*** Opening SUPPLIED DATA ***

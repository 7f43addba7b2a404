// SPDX-License-Identifier: MIT
// Copyright 2026 Roland Dreier <roland@rolandd.dev>

//! Paginated order fetching with a single refresh-and-retry on 401.
//!
//! Each page request runs a two-state protocol:
//! - `Unauthenticated`: sent with whatever token the run currently holds.
//!   A 401 triggers exactly one refresh, then the identical request is
//!   retried in the next state.
//! - `Authenticated`: sent with a token just issued by the refresh. Any
//!   non-2xx here, 401 included, is terminal for the page.
//!
//! Statuses >= 400 other than 401 are never retried. A terminal error stops
//! pagination; orders from earlier pages are kept.

use crate::config::Credentials;
use crate::error::{truncate_body, HttpError, LOG_BODY_LIMIT};
use crate::models::ReportWindow;
use crate::services::eventix::{EventixClient, PageRequest, RawReply};
use crate::services::refresher::TokenRefresher;
use crate::services::token_store::TokenStore;
use serde_json::Value;

/// Where a page request stands in the retry protocol.
#[derive(Debug, Clone, Copy, PartialEq, Eq)]
pub enum AuthState {
    Unauthenticated,
    Authenticated,
}

/// What to do with a response in a given state.
#[derive(Debug, Clone, Copy, PartialEq, Eq)]
pub enum Step {
    Accept,
    RefreshAndRetry,
    Fail,
}

impl AuthState {
    /// Decide the next step for `status`.
    pub fn step(self, status: u16) -> Step {
        match (self, status) {
            (_, 200..=299) => Step::Accept,
            (AuthState::Unauthenticated, 401) => Step::RefreshAndRetry,
            _ => Step::Fail,
        }
    }
}

/// One decoded page of results.
#[derive(Debug, Clone)]
pub struct Page {
    pub orders: Vec<Value>,
    /// Declared last page; 1 when the response omits it
    pub last_page: u32,
}

impl Page {
    /// Decode the `{data: [...], last_page: n}` envelope.
    pub fn from_body(body: &str) -> Result<Self, HttpError> {
        let value: Value = serde_json::from_str(body)
            .map_err(|e| HttpError::Decode(format!("JSON parse error: {}", e)))?;

        let orders = match value.get("data") {
            Some(Value::Array(items)) => items.clone(),
            _ => Vec::new(),
        };

        let last_page = match value.get("last_page") {
            Some(Value::Number(n)) => n.as_u64(),
            Some(Value::String(s)) => s.trim().parse().ok(),
            _ => None,
        }
        .map(|n| n.min(u32::MAX as u64) as u32)
        .unwrap_or(1);

        Ok(Self { orders, last_page })
    }
}

/// Result of a paginated fetch.
#[derive(Debug, Default)]
pub struct FetchOutcome {
    /// Raw order objects in upstream order
    pub orders: Vec<Value>,
    /// Pages successfully received
    pub pages_fetched: u32,
    /// The error that ended pagination early, if any
    pub error: Option<HttpError>,
}

impl FetchOutcome {
    /// Nothing was collected and the fetch failed.
    pub fn is_total_failure(&self) -> bool {
        self.orders.is_empty() && self.error.is_some()
    }
}

/// Fetches all order pages for a window, keeping the access token current.
pub struct OrderFetcher {
    client: EventixClient,
    refresher: TokenRefresher,
    store: TokenStore,
    seed: Credentials,
    per_page: u32,
    access_token: String,
}

impl OrderFetcher {
    /// Create a fetcher starting with the store's fresh token or the seed.
    pub fn new(
        client: EventixClient,
        refresher: TokenRefresher,
        store: TokenStore,
        seed: Credentials,
        per_page: u32,
    ) -> Self {
        let access_token = store.current_access_token(&seed);
        Self {
            client,
            refresher,
            store,
            seed,
            per_page,
            access_token,
        }
    }

    /// The access token the next request will carry.
    pub fn access_token(&self) -> &str {
        &self.access_token
    }

    /// Fetch every page for `window`, stopping at `last_page` or an empty page.
    pub async fn fetch_all(&mut self, window: &ReportWindow) -> FetchOutcome {
        let mut outcome = FetchOutcome::default();
        let mut page = 1u32;

        loop {
            let request = PageRequest {
                window,
                page,
                per_page: self.per_page,
            };

            match self.fetch_page(&request).await {
                Ok(result) => {
                    outcome.pages_fetched += 1;
                    if result.orders.is_empty() {
                        tracing::debug!(page, "Empty page, stopping pagination");
                        break;
                    }
                    outcome.orders.extend(result.orders);

                    if page >= result.last_page {
                        break;
                    }
                    page += 1;
                }
                Err(e) => {
                    tracing::error!(
                        page,
                        status = ?e.status(),
                        error = %e,
                        collected = outcome.orders.len(),
                        "Error fetching page, stopping pagination"
                    );
                    outcome.error = Some(e);
                    break;
                }
            }
        }

        tracing::info!(
            pages = outcome.pages_fetched,
            orders = outcome.orders.len(),
            complete = outcome.error.is_none(),
            "Order fetch finished"
        );
        outcome
    }

    /// Fetch one page, refreshing the token at most once on 401.
    pub async fn fetch_page(&mut self, request: &PageRequest<'_>) -> Result<Page, HttpError> {
        let mut state = AuthState::Unauthenticated;

        loop {
            let reply = self
                .client
                .send_page(&self.access_token, request)
                .await
                .inspect_err(|e| {
                    tracing::error!(page = request.page, error = %e, "Eventix request failed");
                })?;

            match state.step(reply.status) {
                Step::Accept => return Page::from_body(&reply.body),
                Step::RefreshAndRetry => {
                    tracing::warn!(
                        page = request.page,
                        "Access token unauthorized (401), trying refresh"
                    );
                    match self.renew_access_token().await {
                        Some(token) => {
                            self.access_token = token;
                            state = AuthState::Authenticated;
                        }
                        None => return Err(terminal_error(request.page, reply)),
                    }
                }
                Step::Fail => return Err(terminal_error(request.page, reply)),
            }
        }
    }

    /// Obtain a replacement token after a 401.
    ///
    /// If the refresh itself fails, another process may already have rotated
    /// the refresh token and stored its result; a fresh stored token that
    /// differs from the rejected one is used instead.
    async fn renew_access_token(&self) -> Option<String> {
        match self.refresher.refresh_and_store(&self.store, &self.seed).await {
            Ok(record) => Some(record.access_token),
            Err(e) => {
                tracing::warn!(status = ?e.status(), error = %e, "Token refresh failed");
                match self.store.load() {
                    Some(record) if record.access_token != self.access_token => {
                        tracing::info!("Using token stored by a concurrent run");
                        Some(record.access_token)
                    }
                    _ => None,
                }
            }
        }
    }
}

/// Log and convert a non-accepted reply into a terminal error.
fn terminal_error(page: u32, reply: RawReply) -> HttpError {
    let body = truncate_body(&reply.body, LOG_BODY_LIMIT);
    tracing::error!(page, status = reply.status, body = %body, "Error response from Eventix");

    if reply.status == 401 {
        HttpError::Unauthorized { body }
    } else {
        HttpError::Status {
            status: reply.status,
            body,
        }
    }
}

#[cfg(test)]
mod tests {
    use super::*;

    #[test]
    fn test_first_401_triggers_refresh() {
        assert_eq!(
            AuthState::Unauthenticated.step(401),
            Step::RefreshAndRetry
        );
    }

    #[test]
    fn test_401_after_refresh_is_terminal() {
        assert_eq!(AuthState::Authenticated.step(401), Step::Fail);
    }

    #[test]
    fn test_other_errors_never_retry() {
        for status in [400, 403, 404, 429, 500, 503] {
            assert_eq!(AuthState::Unauthenticated.step(status), Step::Fail);
            assert_eq!(AuthState::Authenticated.step(status), Step::Fail);
        }
    }

    #[test]
    fn test_success_accepted_in_both_states() {
        assert_eq!(AuthState::Unauthenticated.step(200), Step::Accept);
        assert_eq!(AuthState::Authenticated.step(204), Step::Accept);
    }

    #[test]
    fn test_page_defaults_last_page_to_one() {
        let page = Page::from_body(r#"{"data":[{"guid":"a"}]}"#).unwrap();
        assert_eq!(page.orders.len(), 1);
        assert_eq!(page.last_page, 1);
    }

    #[test]
    fn test_page_treats_missing_data_as_empty() {
        let page = Page::from_body(r#"{"last_page":4}"#).unwrap();
        assert!(page.orders.is_empty());
        assert_eq!(page.last_page, 4);

        let page = Page::from_body(r#"{"data":null,"last_page":"2"}"#).unwrap();
        assert!(page.orders.is_empty());
        assert_eq!(page.last_page, 2);
    }

    #[test]
    fn test_page_rejects_non_json() {
        assert!(matches!(
            Page::from_body("<html>oops</html>"),
            Err(HttpError::Decode(_))
        ));
    }
}
// SPDX-License-Identifier: MIT
// Copyright 2026 Roland Dreier <roland@rolandd.dev>

//! Report aggregation, CSV output and Dutch mail text.

use crate::error::ReportError;
use crate::models::{OrderRecord, ReportSummary, ReportWindow};
use chrono::NaiveDate;
use std::io::Write;
use std::path::{Path, PathBuf};

/// Count orders and sum their totals in list order.
pub fn summarize(orders: &[OrderRecord]) -> ReportSummary {
    ReportSummary {
        order_count: orders.len(),
        total_revenue: orders.iter().map(|o| o.total).sum(),
    }
}

/// File name for the report of `date`.
pub fn csv_file_name(date: NaiveDate) -> String {
    format!("sales_{}.csv", date.format("%Y-%m-%d"))
}

/// Write `orders` to `{dir}/sales_{date}.csv` and return the path.
///
/// Rows go to a temp file in `dir` that is renamed into place only after a
/// complete flush; on any error the temp file is removed on drop.
pub fn write_csv(
    orders: &[OrderRecord],
    dir: &Path,
    date: NaiveDate,
) -> Result<PathBuf, ReportError> {
    std::fs::create_dir_all(dir)?;
    let path = dir.join(csv_file_name(date));

    let mut tmp = tempfile::NamedTempFile::new_in(dir)?;
    {
        let mut writer = csv::Writer::from_writer(tmp.as_file_mut());
        if orders.is_empty() {
            writer.write_record(["order_id", "created_at", "event_name", "currency", "total"])?;
        }
        for order in orders {
            writer.serialize(order)?;
        }
        writer.flush()?;
    }
    tmp.as_file_mut().flush()?;
    tmp.persist(&path).map_err(|e| ReportError::Io(e.error))?;

    tracing::info!(path = %path.display(), rows = orders.len(), "CSV written");
    Ok(path)
}

/// Format an amount with Dutch separators, e.g. `1234.5` -> `1.234,50`.
pub fn format_amount_nl(amount: f64) -> String {
    let fixed = format!("{:.2}", amount.abs());
    let (int_part, frac_part) = fixed.split_once('.').unwrap_or((fixed.as_str(), "00"));

    let mut grouped = String::with_capacity(int_part.len() + int_part.len() / 3);
    for (i, ch) in int_part.chars().enumerate() {
        if i > 0 && (int_part.len() - i) % 3 == 0 {
            grouped.push('.');
        }
        grouped.push(ch);
    }

    let sign = if amount < 0.0 && fixed != "0.00" { "-" } else { "" };
    format!("{}{},{}", sign, grouped, frac_part)
}

/// Mail subject for a completed report.
pub fn render_subject(date: NaiveDate, summary: &ReportSummary) -> String {
    format!(
        "Verkooprapport {} – {} orders, €{}",
        date.format("%Y-%m-%d"),
        summary.order_count,
        format_amount_nl(summary.total_revenue)
    )
}

/// Mail body for a completed report.
pub fn render_body(window: &ReportWindow, summary: &ReportSummary, partial: bool) -> String {
    let mut body = format!(
        "Goedemorgen,\n\n\
         Hierbij het verkooprapport voor {} (NL-tijd):\n\
         - Aantal orders: {}\n\
         - Omzet: €{}\n\n\
         In de bijlage vind je de CSV met details.\n\
         Periode: {} t/m {}\n",
        window.date.format("%Y-%m-%d"),
        summary.order_count,
        format_amount_nl(summary.total_revenue),
        window.start,
        window.end,
    );
    if partial {
        body.push_str(
            "\nLet op: niet alle pagina's konden worden opgehaald, het rapport is onvolledig.\n",
        );
    }
    body
}

/// Mail subject when the report could not be produced.
pub fn render_error_subject(date: NaiveDate) -> String {
    format!("Fout in verkooprapport {}", date.format("%Y-%m-%d"))
}

/// Mail body when the report could not be produced.
pub fn render_error_body(date: NaiveDate, error: &str) -> String {
    format!(
        "Er is een fout opgetreden bij het ophalen van orders voor {}:\n\n{}\n\n\
         Controleer de Eventix API credentials en probeer opnieuw.",
        date.format("%Y-%m-%d"),
        error
    )
}
// SPDX-License-Identifier: MIT
// Copyright 2026 Roland Dreier <roland@rolandd.dev>

//! Eventix/OpenTicket API client.
//!
//! Issues single page requests and hands back the raw status and body.
//! Status interpretation (401 handling, pagination) lives in the fetcher.

use crate::config::EndpointVariant;
use crate::error::HttpError;
use crate::models::ReportWindow;
use std::time::Duration;

const USER_AGENT: &str = concat!("Eventix-Daily-Report/", env!("CARGO_PKG_VERSION"));

/// Status and body of one API response.
#[derive(Debug, Clone)]
pub struct RawReply {
    pub status: u16,
    pub body: String,
}

impl RawReply {
    pub fn is_success(&self) -> bool {
        (200..300).contains(&self.status)
    }
}

/// A page request, identical across a retry except for the bearer token.
#[derive(Debug, Clone)]
pub struct PageRequest<'a> {
    pub window: &'a ReportWindow,
    pub page: u32,
    pub per_page: u32,
}

/// Eventix API client.
#[derive(Clone)]
pub struct EventixClient {
    http: reqwest::Client,
    base_url: String,
    company_guid: String,
    endpoint: EndpointVariant,
}

impl EventixClient {
    /// Create a client with a fixed per-request timeout.
    pub fn new(
        base_url: String,
        company_guid: String,
        endpoint: EndpointVariant,
        timeout: Duration,
    ) -> Result<Self, HttpError> {
        let http = reqwest::Client::builder()
            .timeout(timeout)
            .user_agent(USER_AGENT)
            .build()
            .map_err(|e| HttpError::Transport(format!("Failed to build HTTP client: {}", e)))?;

        Ok(Self {
            http,
            base_url: base_url.trim_end_matches('/').to_string(),
            company_guid,
            endpoint,
        })
    }

    /// Send one page request with `access_token`.
    pub async fn send_page(
        &self,
        access_token: &str,
        request: &PageRequest<'_>,
    ) -> Result<RawReply, HttpError> {
        let paging = [
            ("page", request.page.to_string()),
            ("per_page", request.per_page.to_string()),
        ];

        let builder = match self.endpoint {
            EndpointVariant::Orders => {
                let url = format!("{}/orders", self.base_url);
                self.http.get(&url).query(&paging).query(&[
                    ("include", "payments,shop,tickets_count".to_string()),
                    ("append", "events".to_string()),
                    (
                        "created_at",
                        format!("{},{}", request.window.start, request.window.end),
                    ),
                ])
            }
            EndpointVariant::Statistics => {
                let url = format!(
                    "{}/admin/sales/statistics/{}",
                    self.base_url, self.company_guid
                );
                self.http
                    .post(&url)
                    .query(&paging)
                    .json(&serde_json::json!({
                        "start": request.window.start,
                        "end": request.window.end,
                    }))
            }
        };

        let response = builder
            .bearer_auth(access_token)
            .header(reqwest::header::ACCEPT, "application/json, text/plain, */*")
            .header("Company", &self.company_guid)
            .header("X-Authorization-By-OpenTicket", "1")
            .send()
            .await
            .map_err(|e| HttpError::Transport(e.to_string()))?;

        let status = response.status().as_u16();
        let body = response
            .text()
            .await
            .map_err(|e| HttpError::Transport(format!("Failed to read response body: {}", e)))?;

        Ok(RawReply { status, body })
    }
}
// SPDX-License-Identifier: MIT
// Copyright 2026 Roland Dreier <roland@rolandd.dev>

//! Shared helpers for date/time formatting and the report window.

use crate::models::ReportWindow;
use chrono::{DateTime, Duration, NaiveDate, NaiveTime, SecondsFormat, TimeZone, Utc};
use chrono_tz::Tz;

/// Format a zoned timestamp as RFC3339 with its numeric offset.
pub fn format_rfc3339_offset<T: TimeZone>(date: &DateTime<T>) -> String
where
    T::Offset: std::fmt::Display,
{
    date.to_rfc3339_opts(SecondsFormat::Secs, false)
}

/// Current unix time in seconds.
pub fn unix_now() -> i64 {
    Utc::now().timestamp()
}

/// The calendar day before `now` in `tz`.
pub fn yesterday_in(tz: Tz, now: DateTime<Utc>) -> NaiveDate {
    let today = now.with_timezone(&tz).date_naive();
    today - Duration::days(1)
}

/// Build the window covering `date` from local 00:00:00 to 23:59:59 in `tz`.
pub fn report_window(date: NaiveDate, tz: Tz) -> anyhow::Result<ReportWindow> {
    let local = |time: NaiveTime| {
        tz.from_local_datetime(&date.and_time(time))
            .earliest()
            .ok_or_else(|| anyhow::anyhow!("{} {} does not exist in {}", date, time, tz))
    };

    let start = local(NaiveTime::MIN)?;
    let end = local(
        NaiveTime::from_hms_opt(23, 59, 59)
            .ok_or_else(|| anyhow::anyhow!("invalid end-of-day time"))?,
    )?;

    Ok(ReportWindow {
        date,
        start: format_rfc3339_offset(&start),
        end: format_rfc3339_offset(&end),
    })
}

#[cfg(test)]
mod tests {
    use super::*;
    use chrono_tz::Europe::Amsterdam;

    #[test]
    fn test_winter_window_uses_cet_offset() {
        let date = NaiveDate::from_ymd_opt(2025, 1, 15).unwrap();
        let window = report_window(date, Amsterdam).unwrap();
        assert_eq!(window.start, "2025-01-15T00:00:00+01:00");
        assert_eq!(window.end, "2025-01-15T23:59:59+01:00");
    }

    #[test]
    fn test_summer_window_uses_cest_offset() {
        let date = NaiveDate::from_ymd_opt(2025, 7, 1).unwrap();
        let window = report_window(date, Amsterdam).unwrap();
        assert_eq!(window.start, "2025-07-01T00:00:00+02:00");
    }

    #[test]
    fn test_yesterday_follows_local_midnight() {
        // 23:30 UTC on Jan 15 is already Jan 16 in Amsterdam.
        let now = Utc.with_ymd_and_hms(2025, 1, 15, 23, 30, 0).unwrap();
        assert_eq!(
            yesterday_in(Amsterdam, now),
            NaiveDate::from_ymd_opt(2025, 1, 15).unwrap()
        );
    }
}
// SPDX-License-Identifier: MIT
// Copyright 2026 Roland Dreier <roland@rolandd.dev>

//! Report email delivery.
//!
//! Two transports:
//! - Brevo transactional API (`POST /smtp/email`) over HTTPS
//! - SMTP with STARTTLS via `lettre`
//!
//! The transport is chosen from config: Brevo when an API key is present,
//! otherwise SMTP when a host is set, otherwise delivery is disabled.

use crate::config::{MailConfig, SmtpConfig};
use crate::error::{truncate_body, DeliveryError, LOG_BODY_LIMIT};
use base64::{engine::general_purpose::STANDARD as BASE64, Engine as _};
use serde::Serialize;
use std::path::Path;
use std::time::Duration;

/// Display name used as sender.
const SENDER_NAME: &str = "Eventix Daily Report";

/// A file attached to a message.
#[derive(Debug, Clone)]
pub struct Attachment {
    pub name: String,
    pub content: Vec<u8>,
}

impl Attachment {
    /// Read a file from disk, named after its file name.
    pub fn from_path(path: &Path) -> std::io::Result<Self> {
        let name = path
            .file_name()
            .map(|n| n.to_string_lossy().into_owned())
            .unwrap_or_else(|| "attachment".to_string());
        Ok(Self {
            name,
            content: std::fs::read(path)?,
        })
    }
}

/// A plain-text message; the HTML part is derived from it.
#[derive(Debug, Clone)]
pub struct Email {
    pub subject: String,
    pub body: String,
    pub attachments: Vec<Attachment>,
}

impl Email {
    /// Body as minimal HTML (line breaks only).
    pub fn html_body(&self) -> String {
        self.body.replace('\n', "<br>")
    }
}

/// Configured mail transport.
pub enum Mailer {
    Brevo(BrevoMailer),
    Smtp(SmtpMailer),
    Disabled,
}

impl Mailer {
    /// Pick a transport from config.
    pub fn from_config(config: &MailConfig, timeout: Duration) -> Result<Self, DeliveryError> {
        if let Some(api_key) = &config.brevo_api_key {
            return Ok(Mailer::Brevo(BrevoMailer::new(
                config.brevo_api_url.clone(),
                api_key.clone(),
                config.from.clone(),
                config.to.clone(),
                timeout,
            )?));
        }
        if let Some(smtp) = &config.smtp {
            return Ok(Mailer::Smtp(SmtpMailer::new(
                smtp.clone(),
                config.from.clone(),
                config.to.clone(),
            )));
        }
        tracing::warn!("No mail transport configured (BREVO_API_KEY or SMTP_HOST)");
        Ok(Mailer::Disabled)
    }

    /// Send `email` to the configured recipients.
    pub async fn send(&self, email: &Email) -> Result<(), DeliveryError> {
        match self {
            Mailer::Brevo(m) => m.send(email).await,
            Mailer::Smtp(m) => m.send(email).await,
            Mailer::Disabled => Err(DeliveryError::NotConfigured),
        }
    }
}

// ─────────────────────────────────────────────────────────────────────────────
// Brevo
// ─────────────────────────────────────────────────────────────────────────────

#[derive(Serialize)]
struct BrevoContact<'a> {
    email: &'a str,
    #[serde(skip_serializing_if = "Option::is_none")]
    name: Option<&'a str>,
}

#[derive(Serialize)]
struct BrevoAttachment<'a> {
    content: String,
    name: &'a str,
}

#[derive(Serialize)]
#[serde(rename_all = "camelCase")]
struct BrevoMessage<'a> {
    sender: BrevoContact<'a>,
    to: Vec<BrevoContact<'a>>,
    subject: &'a str,
    html_content: String,
    text_content: &'a str,
    #[serde(skip_serializing_if = "Vec::is_empty")]
    attachment: Vec<BrevoAttachment<'a>>,
}

/// Brevo (Sendinblue) transactional email client.
pub struct BrevoMailer {
    http: reqwest::Client,
    base_url: String,
    api_key: String,
    from: String,
    to: Vec<String>,
}

impl BrevoMailer {
    pub fn new(
        base_url: String,
        api_key: String,
        from: String,
        to: Vec<String>,
        timeout: Duration,
    ) -> Result<Self, DeliveryError> {
        let http = reqwest::Client::builder()
            .timeout(timeout)
            .build()
            .map_err(|e| DeliveryError::Transport(format!("Failed to build HTTP client: {}", e)))?;

        Ok(Self {
            http,
            base_url: base_url.trim_end_matches('/').to_string(),
            api_key,
            from,
            to,
        })
    }

    pub async fn send(&self, email: &Email) -> Result<(), DeliveryError> {
        let message = BrevoMessage {
            sender: BrevoContact {
                email: &self.from,
                name: Some(SENDER_NAME),
            },
            to: self
                .to
                .iter()
                .map(|email| BrevoContact { email, name: None })
                .collect(),
            subject: &email.subject,
            html_content: email.html_body(),
            text_content: &email.body,
            attachment: email
                .attachments
                .iter()
                .map(|a| BrevoAttachment {
                    content: BASE64.encode(&a.content),
                    name: &a.name,
                })
                .collect(),
        };

        let response = self
            .http
            .post(format!("{}/smtp/email", self.base_url))
            .header("api-key", &self.api_key)
            .header(reqwest::header::ACCEPT, "application/json")
            .json(&message)
            .send()
            .await
            .map_err(|e| DeliveryError::Transport(e.to_string()))?;

        let status = response.status();
        let body = response.text().await.unwrap_or_default();
        if !status.is_success() {
            return Err(DeliveryError::Rejected {
                status: status.as_u16(),
                body: truncate_body(&body, LOG_BODY_LIMIT),
            });
        }

        let message_id = serde_json::from_str::<serde_json::Value>(&body)
            .ok()
            .and_then(|v| v.get("messageId").and_then(|id| id.as_str()).map(String::from));
        tracing::info!(
            message_id = message_id.as_deref().unwrap_or(""),
            recipients = self.to.len(),
            "Email sent via Brevo"
        );
        Ok(())
    }
}

// ─────────────────────────────────────────────────────────────────────────────
// SMTP
// ─────────────────────────────────────────────────────────────────────────────

/// SMTP client (STARTTLS relay).
pub struct SmtpMailer {
    config: SmtpConfig,
    from: String,
    to: Vec<String>,
}

impl SmtpMailer {
    pub fn new(config: SmtpConfig, from: String, to: Vec<String>) -> Self {
        Self { config, from, to }
    }

    /// Assemble the MIME message without sending it.
    pub fn build_message(&self, email: &Email) -> Result<lettre::Message, DeliveryError> {
        use lettre::message::{header::ContentType, Attachment as MimeAttachment, Mailbox};
        use lettre::message::{MultiPart, SinglePart};

        let from: Mailbox = format!("{} <{}>", SENDER_NAME, self.from)
            .parse()
            .map_err(|e: lettre::address::AddressError| DeliveryError::Address(e.to_string()))?;

        let mut builder = lettre::Message::builder()
            .from(from)
            .subject(email.subject.clone());
        for recipient in &self.to {
            let mailbox: Mailbox = recipient.parse().map_err(
                |e: lettre::address::AddressError| DeliveryError::Address(e.to_string()),
            )?;
            builder = builder.to(mailbox);
        }

        let csv_type = ContentType::parse("text/csv")
            .map_err(|e| DeliveryError::Build(e.to_string()))?;

        let mut parts = MultiPart::mixed().singlepart(SinglePart::plain(email.body.clone()));
        for attachment in &email.attachments {
            parts = parts.singlepart(
                MimeAttachment::new(attachment.name.clone())
                    .body(attachment.content.clone(), csv_type.clone()),
            );
        }

        builder
            .multipart(parts)
            .map_err(|e| DeliveryError::Build(e.to_string()))
    }

    pub async fn send(&self, email: &Email) -> Result<(), DeliveryError> {
        use lettre::{
            transport::smtp::authentication::Credentials, AsyncSmtpTransport, AsyncTransport,
            Tokio1Executor,
        };

        let message = self.build_message(email)?;

        let mut transport_builder =
            AsyncSmtpTransport::<Tokio1Executor>::starttls_relay(&self.config.host)
                .map_err(|e| DeliveryError::Transport(e.to_string()))?
                .port(self.config.port);

        if let (Some(user), Some(pass)) = (&self.config.user, &self.config.password) {
            transport_builder =
                transport_builder.credentials(Credentials::new(user.clone(), pass.clone()));
        }

        transport_builder
            .build()
            .send(message)
            .await
            .map_err(|e| DeliveryError::Transport(e.to_string()))?;

        tracing::info!(recipients = self.to.len(), "Email sent via SMTP");
        Ok(())
    }
}

#[cfg(test)]
mod tests {
    use super::*;

    fn smtp_mailer(to: &str) -> SmtpMailer {
        SmtpMailer::new(
            SmtpConfig {
                host: "smtp.example.com".to_string(),
                port: 587,
                user: None,
                password: None,
            },
            "report@example.com".to_string(),
            vec![to.to_string()],
        )
    }

    fn email() -> Email {
        Email {
            subject: "Verkooprapport".to_string(),
            body: "regel 1\nregel 2".to_string(),
            attachments: vec![Attachment {
                name: "sales_2025-01-01.csv".to_string(),
                content: b"order_id,total\n".to_vec(),
            }],
        }
    }

    #[test]
    fn test_html_body_breaks_lines() {
        assert_eq!(email().html_body(), "regel 1<br>regel 2");
    }

    #[test]
    fn test_smtp_message_carries_attachment() {
        let message = smtp_mailer("ops@example.com").build_message(&email()).unwrap();
        let raw = String::from_utf8(message.formatted()).unwrap();
        assert!(raw.contains("sales_2025-01-01.csv"));
        assert!(raw.contains("text/csv"));
    }

    #[test]
    fn test_smtp_rejects_bad_recipient() {
        let result = smtp_mailer("not an address").build_message(&email());
        assert!(matches!(result, Err(DeliveryError::Address(_))));
    }

    #[tokio::test]
    async fn test_disabled_mailer_reports_not_configured() {
        let result = Mailer::Disabled.send(&email()).await;
        assert!(matches!(result, Err(DeliveryError::NotConfigured)));
    }
}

*** Closing SUPPLIED DATA ***

» **EXERCISE DIRECTIONS**
Lines above with the word "when" should be counted, and the reply is that count alone.

» **SOLUTION TO THE PROBLEM**
5